My students looked unconvinced. Frankly, I was unconvinced. The line just isn't funny. And it began bugging me. It began really bugging me.
The line haunts me every now and again, I think because I've never understood it. My mind works like this weird melange of pop culture and history, with things swimming into my consciousness unbidden more often than not. I'll be walking down a hallway, when I hear my lips mumble, "sockdologizing old man-trap," and not know how those words got there.
That night, after class, it lingered in my mind. Why was it so funny?
At about 3am, I sat bolt upright in bed. I don't know if I had been attending Our American Cousin in a dream, or if I had been Lincoln in a dream or if it had just taken that long to process.

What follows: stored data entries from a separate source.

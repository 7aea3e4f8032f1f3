mod artifact;
mod buffer;
#[cfg(test)]
mod tests;

pub use artifact::{EncodedImage, ImageFormat};
pub use buffer::{parse_hex_color, CaptureBuffer};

Mrs. Mountchessington's not the butt of the joke, I explained to myself, finding the words in my mind before I forgot the dream revelation, It's Asa Trenchard who's the butt of the joke. That one revelation is enough to slot everything else into place. The joke lives in the setup, not the punchline.
MRS. M: I am aware, Mr. Trenchard, you are not used to the manners of good society, and that, alone, will excuse the impertinence of which you have been guilty.
ASA: Don't know the manners of good society, eh? Well, I guess I know enough to turn you inside out, old gal—you sockdologizing old man-trap.
There stands Mrs. Mountchessington, played that night by Helen Muzzy, telling Harry Hawk's Asa Trenchard that he is definitely, "not used to the manners of good society," as a boor of an American transplanted into the depth of prim and proper English manners. This is Asa's moment, his opportunity to show her up.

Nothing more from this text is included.